▶ [MATERIALS PROVIDED]:
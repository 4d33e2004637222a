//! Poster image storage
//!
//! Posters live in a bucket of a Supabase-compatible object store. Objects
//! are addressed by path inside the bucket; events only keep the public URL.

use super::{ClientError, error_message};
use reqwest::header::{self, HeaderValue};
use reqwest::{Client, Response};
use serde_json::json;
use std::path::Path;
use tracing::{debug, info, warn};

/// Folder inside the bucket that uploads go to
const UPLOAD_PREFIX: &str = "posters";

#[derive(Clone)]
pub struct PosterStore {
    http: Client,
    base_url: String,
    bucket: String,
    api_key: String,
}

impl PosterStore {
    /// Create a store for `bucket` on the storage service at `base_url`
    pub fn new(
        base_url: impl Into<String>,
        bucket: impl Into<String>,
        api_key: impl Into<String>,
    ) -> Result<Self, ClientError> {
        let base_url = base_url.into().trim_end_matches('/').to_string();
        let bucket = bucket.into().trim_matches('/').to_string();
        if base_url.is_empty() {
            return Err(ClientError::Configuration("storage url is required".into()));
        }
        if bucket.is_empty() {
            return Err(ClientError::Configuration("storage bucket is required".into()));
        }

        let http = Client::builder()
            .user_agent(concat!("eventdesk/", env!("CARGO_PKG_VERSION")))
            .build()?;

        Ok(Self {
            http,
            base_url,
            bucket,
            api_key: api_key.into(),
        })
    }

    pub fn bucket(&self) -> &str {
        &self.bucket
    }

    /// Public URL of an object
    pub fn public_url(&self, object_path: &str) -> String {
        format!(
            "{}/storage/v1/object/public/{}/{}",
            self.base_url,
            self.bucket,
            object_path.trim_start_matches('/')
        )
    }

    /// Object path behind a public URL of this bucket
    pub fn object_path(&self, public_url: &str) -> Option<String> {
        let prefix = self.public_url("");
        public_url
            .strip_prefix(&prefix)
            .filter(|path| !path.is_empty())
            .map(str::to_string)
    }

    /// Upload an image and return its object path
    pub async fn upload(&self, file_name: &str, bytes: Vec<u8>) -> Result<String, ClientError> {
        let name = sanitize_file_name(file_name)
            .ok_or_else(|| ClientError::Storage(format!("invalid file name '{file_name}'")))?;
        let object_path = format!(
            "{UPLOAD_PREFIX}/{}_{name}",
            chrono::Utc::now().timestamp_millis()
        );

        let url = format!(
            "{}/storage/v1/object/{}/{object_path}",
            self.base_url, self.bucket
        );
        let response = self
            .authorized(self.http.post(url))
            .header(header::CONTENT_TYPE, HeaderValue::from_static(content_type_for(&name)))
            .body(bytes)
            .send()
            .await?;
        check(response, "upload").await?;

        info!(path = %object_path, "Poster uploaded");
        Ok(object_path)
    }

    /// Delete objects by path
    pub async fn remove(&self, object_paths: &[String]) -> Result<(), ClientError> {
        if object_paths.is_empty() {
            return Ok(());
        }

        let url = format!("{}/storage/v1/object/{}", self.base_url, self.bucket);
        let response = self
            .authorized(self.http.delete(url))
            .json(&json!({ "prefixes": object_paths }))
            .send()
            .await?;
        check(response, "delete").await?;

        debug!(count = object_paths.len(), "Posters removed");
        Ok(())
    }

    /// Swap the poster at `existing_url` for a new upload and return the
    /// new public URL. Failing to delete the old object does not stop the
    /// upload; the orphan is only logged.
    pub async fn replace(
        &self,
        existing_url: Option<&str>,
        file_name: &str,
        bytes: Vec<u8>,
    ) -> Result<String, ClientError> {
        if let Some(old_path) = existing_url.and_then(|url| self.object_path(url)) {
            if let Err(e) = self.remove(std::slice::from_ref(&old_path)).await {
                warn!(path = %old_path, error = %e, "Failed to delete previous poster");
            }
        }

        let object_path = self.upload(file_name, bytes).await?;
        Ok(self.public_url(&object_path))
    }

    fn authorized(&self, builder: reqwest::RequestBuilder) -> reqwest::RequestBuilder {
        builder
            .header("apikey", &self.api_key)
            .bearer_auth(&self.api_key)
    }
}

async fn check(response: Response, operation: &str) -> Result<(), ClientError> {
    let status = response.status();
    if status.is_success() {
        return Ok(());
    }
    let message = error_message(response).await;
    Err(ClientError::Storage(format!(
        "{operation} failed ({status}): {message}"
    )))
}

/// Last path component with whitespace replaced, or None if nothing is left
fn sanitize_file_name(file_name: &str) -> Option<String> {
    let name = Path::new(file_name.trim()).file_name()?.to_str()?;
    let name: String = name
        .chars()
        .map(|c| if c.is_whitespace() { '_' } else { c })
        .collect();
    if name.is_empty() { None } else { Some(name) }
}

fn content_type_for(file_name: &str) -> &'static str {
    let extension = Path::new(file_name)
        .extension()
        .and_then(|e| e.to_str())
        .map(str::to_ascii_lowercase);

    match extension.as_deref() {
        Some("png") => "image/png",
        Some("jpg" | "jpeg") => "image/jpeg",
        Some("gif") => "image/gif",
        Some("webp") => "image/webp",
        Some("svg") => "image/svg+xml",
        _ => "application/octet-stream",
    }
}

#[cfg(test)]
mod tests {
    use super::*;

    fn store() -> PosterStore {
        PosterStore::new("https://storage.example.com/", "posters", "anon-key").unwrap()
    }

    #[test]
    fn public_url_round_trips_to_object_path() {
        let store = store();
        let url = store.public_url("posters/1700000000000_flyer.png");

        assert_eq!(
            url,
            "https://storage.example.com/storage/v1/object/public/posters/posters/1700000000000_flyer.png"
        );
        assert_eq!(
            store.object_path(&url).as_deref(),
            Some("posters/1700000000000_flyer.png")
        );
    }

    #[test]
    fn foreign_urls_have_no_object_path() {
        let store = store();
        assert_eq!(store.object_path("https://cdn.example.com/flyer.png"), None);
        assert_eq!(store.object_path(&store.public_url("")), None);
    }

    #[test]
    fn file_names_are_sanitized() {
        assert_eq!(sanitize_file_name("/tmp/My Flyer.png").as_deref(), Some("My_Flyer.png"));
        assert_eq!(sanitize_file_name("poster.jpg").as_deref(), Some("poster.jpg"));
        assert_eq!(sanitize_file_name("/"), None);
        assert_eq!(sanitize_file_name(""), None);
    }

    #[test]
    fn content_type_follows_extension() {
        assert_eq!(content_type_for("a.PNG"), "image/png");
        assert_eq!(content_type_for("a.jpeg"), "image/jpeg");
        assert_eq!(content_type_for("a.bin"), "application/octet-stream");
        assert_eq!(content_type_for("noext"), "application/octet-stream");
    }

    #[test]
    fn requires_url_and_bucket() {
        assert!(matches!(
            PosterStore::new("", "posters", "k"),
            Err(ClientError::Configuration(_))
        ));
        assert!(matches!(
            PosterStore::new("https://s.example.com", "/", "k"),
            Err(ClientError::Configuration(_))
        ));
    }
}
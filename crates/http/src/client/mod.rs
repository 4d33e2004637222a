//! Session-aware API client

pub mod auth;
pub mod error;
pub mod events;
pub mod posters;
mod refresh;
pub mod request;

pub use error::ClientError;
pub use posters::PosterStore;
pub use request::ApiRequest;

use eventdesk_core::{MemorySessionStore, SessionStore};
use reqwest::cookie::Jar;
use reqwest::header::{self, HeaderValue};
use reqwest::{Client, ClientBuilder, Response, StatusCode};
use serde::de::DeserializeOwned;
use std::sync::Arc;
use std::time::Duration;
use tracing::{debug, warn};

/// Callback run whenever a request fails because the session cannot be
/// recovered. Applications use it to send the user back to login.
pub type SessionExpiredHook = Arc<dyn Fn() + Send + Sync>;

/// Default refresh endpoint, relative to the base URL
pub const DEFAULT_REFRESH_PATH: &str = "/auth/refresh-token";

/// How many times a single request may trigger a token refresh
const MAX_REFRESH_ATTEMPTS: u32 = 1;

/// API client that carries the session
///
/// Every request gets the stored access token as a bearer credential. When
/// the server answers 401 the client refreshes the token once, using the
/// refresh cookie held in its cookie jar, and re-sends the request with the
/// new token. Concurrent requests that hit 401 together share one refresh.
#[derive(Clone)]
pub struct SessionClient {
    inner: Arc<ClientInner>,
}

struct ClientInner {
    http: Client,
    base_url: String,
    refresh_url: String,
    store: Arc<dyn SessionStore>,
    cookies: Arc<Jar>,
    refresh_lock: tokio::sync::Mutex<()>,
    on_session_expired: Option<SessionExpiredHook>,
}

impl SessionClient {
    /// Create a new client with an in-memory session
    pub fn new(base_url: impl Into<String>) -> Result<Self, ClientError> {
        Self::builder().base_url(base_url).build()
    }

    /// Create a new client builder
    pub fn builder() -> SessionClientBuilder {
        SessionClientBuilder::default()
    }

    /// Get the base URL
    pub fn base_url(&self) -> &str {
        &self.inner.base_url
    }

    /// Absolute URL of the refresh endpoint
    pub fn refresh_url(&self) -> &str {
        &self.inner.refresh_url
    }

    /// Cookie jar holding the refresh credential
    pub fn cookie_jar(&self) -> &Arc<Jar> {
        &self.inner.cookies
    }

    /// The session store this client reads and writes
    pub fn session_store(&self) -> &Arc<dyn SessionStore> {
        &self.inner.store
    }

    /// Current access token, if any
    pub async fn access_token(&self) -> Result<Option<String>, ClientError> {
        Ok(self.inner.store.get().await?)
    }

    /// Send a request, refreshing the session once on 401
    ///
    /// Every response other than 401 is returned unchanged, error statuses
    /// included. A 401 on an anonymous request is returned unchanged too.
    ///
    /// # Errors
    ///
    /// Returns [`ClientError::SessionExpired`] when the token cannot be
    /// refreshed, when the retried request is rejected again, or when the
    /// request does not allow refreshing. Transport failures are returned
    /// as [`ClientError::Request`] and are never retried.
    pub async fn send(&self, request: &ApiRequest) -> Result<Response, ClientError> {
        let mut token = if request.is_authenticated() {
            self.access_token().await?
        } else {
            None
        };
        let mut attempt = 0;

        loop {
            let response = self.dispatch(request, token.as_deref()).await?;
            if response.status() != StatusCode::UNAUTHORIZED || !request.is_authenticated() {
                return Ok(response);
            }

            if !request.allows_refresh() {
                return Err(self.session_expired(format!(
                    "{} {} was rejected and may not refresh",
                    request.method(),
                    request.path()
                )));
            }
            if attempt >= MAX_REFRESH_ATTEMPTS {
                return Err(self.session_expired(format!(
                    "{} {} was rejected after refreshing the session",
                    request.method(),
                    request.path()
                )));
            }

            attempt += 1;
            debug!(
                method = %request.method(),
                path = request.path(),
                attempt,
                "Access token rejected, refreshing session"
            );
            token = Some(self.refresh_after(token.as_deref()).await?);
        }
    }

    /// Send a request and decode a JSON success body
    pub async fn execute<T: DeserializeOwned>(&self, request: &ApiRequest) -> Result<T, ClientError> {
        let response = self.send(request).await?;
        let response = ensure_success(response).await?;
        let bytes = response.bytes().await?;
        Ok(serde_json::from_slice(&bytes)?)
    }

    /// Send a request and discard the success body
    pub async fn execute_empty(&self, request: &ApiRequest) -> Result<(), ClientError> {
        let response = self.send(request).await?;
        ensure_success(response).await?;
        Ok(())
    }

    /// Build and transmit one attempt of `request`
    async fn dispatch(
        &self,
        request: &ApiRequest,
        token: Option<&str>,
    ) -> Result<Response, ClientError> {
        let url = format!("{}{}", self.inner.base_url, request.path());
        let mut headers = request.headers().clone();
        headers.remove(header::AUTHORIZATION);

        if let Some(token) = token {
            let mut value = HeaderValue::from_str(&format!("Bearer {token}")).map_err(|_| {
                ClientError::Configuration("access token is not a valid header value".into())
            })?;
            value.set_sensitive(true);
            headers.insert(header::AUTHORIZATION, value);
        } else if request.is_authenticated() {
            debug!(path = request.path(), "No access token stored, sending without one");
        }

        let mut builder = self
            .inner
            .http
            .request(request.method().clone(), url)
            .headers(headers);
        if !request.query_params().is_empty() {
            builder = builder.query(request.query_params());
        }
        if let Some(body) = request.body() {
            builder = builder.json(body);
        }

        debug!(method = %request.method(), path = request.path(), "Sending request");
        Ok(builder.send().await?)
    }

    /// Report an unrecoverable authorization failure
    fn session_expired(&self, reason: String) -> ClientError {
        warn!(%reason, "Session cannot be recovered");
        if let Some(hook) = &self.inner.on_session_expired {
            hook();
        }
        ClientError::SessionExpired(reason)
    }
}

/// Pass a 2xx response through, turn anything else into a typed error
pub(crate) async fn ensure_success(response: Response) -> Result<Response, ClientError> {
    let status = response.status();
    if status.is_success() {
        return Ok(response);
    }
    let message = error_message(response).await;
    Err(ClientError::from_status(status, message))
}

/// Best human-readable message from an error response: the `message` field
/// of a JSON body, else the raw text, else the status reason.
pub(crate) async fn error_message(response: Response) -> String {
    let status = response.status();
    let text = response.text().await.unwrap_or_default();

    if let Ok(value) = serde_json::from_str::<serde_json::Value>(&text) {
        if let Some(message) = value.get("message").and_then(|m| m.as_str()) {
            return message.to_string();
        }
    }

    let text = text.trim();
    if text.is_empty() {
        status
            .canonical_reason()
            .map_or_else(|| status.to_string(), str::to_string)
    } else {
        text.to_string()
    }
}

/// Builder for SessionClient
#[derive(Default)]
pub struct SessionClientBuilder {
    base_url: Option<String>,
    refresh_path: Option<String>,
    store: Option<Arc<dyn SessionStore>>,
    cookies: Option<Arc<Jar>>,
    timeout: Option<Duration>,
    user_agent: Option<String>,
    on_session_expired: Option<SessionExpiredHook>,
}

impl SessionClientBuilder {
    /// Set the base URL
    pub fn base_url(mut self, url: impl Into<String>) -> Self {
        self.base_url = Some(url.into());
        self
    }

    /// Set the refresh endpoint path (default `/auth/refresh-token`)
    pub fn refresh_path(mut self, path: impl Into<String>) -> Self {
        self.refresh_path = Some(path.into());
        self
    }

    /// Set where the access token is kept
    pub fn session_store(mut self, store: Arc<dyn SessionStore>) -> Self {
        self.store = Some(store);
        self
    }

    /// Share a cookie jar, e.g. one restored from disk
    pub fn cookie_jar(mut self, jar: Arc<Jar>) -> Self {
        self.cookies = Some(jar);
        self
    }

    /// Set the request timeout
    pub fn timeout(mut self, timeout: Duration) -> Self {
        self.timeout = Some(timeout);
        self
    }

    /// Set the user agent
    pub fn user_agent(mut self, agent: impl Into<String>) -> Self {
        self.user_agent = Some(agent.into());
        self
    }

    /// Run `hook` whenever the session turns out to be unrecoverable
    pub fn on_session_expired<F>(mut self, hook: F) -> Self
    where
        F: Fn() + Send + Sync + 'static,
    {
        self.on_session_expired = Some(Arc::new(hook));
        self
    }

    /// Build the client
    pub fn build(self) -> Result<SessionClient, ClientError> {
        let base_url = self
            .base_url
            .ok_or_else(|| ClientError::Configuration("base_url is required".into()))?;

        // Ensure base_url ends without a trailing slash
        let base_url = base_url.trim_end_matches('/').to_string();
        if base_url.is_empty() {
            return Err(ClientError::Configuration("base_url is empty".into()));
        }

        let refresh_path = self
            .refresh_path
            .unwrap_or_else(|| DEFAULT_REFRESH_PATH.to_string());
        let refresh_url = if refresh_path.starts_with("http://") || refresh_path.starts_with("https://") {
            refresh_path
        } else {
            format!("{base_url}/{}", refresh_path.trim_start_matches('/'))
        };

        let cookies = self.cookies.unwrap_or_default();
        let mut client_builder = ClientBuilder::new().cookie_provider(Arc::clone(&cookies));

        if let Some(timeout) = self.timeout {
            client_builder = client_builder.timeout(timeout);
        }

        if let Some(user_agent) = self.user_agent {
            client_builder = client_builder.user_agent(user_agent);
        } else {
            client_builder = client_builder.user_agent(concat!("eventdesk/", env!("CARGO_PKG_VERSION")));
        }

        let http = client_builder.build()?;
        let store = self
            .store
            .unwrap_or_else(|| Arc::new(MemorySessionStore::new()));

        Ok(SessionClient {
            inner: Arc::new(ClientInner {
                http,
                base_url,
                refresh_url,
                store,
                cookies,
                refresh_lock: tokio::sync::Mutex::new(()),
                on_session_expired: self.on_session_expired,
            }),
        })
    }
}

▶ [PROBLEM TO SOLVE]: Scan the listing for "example" and copy out each line that has it.

▶ [RESPONSE BOX]:
        PosterStore::new("https://storage.example.com/", "posters", "anon-key").unwrap()
            "https://storage.example.com/storage/v1/object/public/posters/posters/1700000000000_flyer.png"
        assert_eq!(store.object_path("https://cdn.example.com/flyer.png"), None);
            PosterStore::new("https://s.example.com", "/", "k"),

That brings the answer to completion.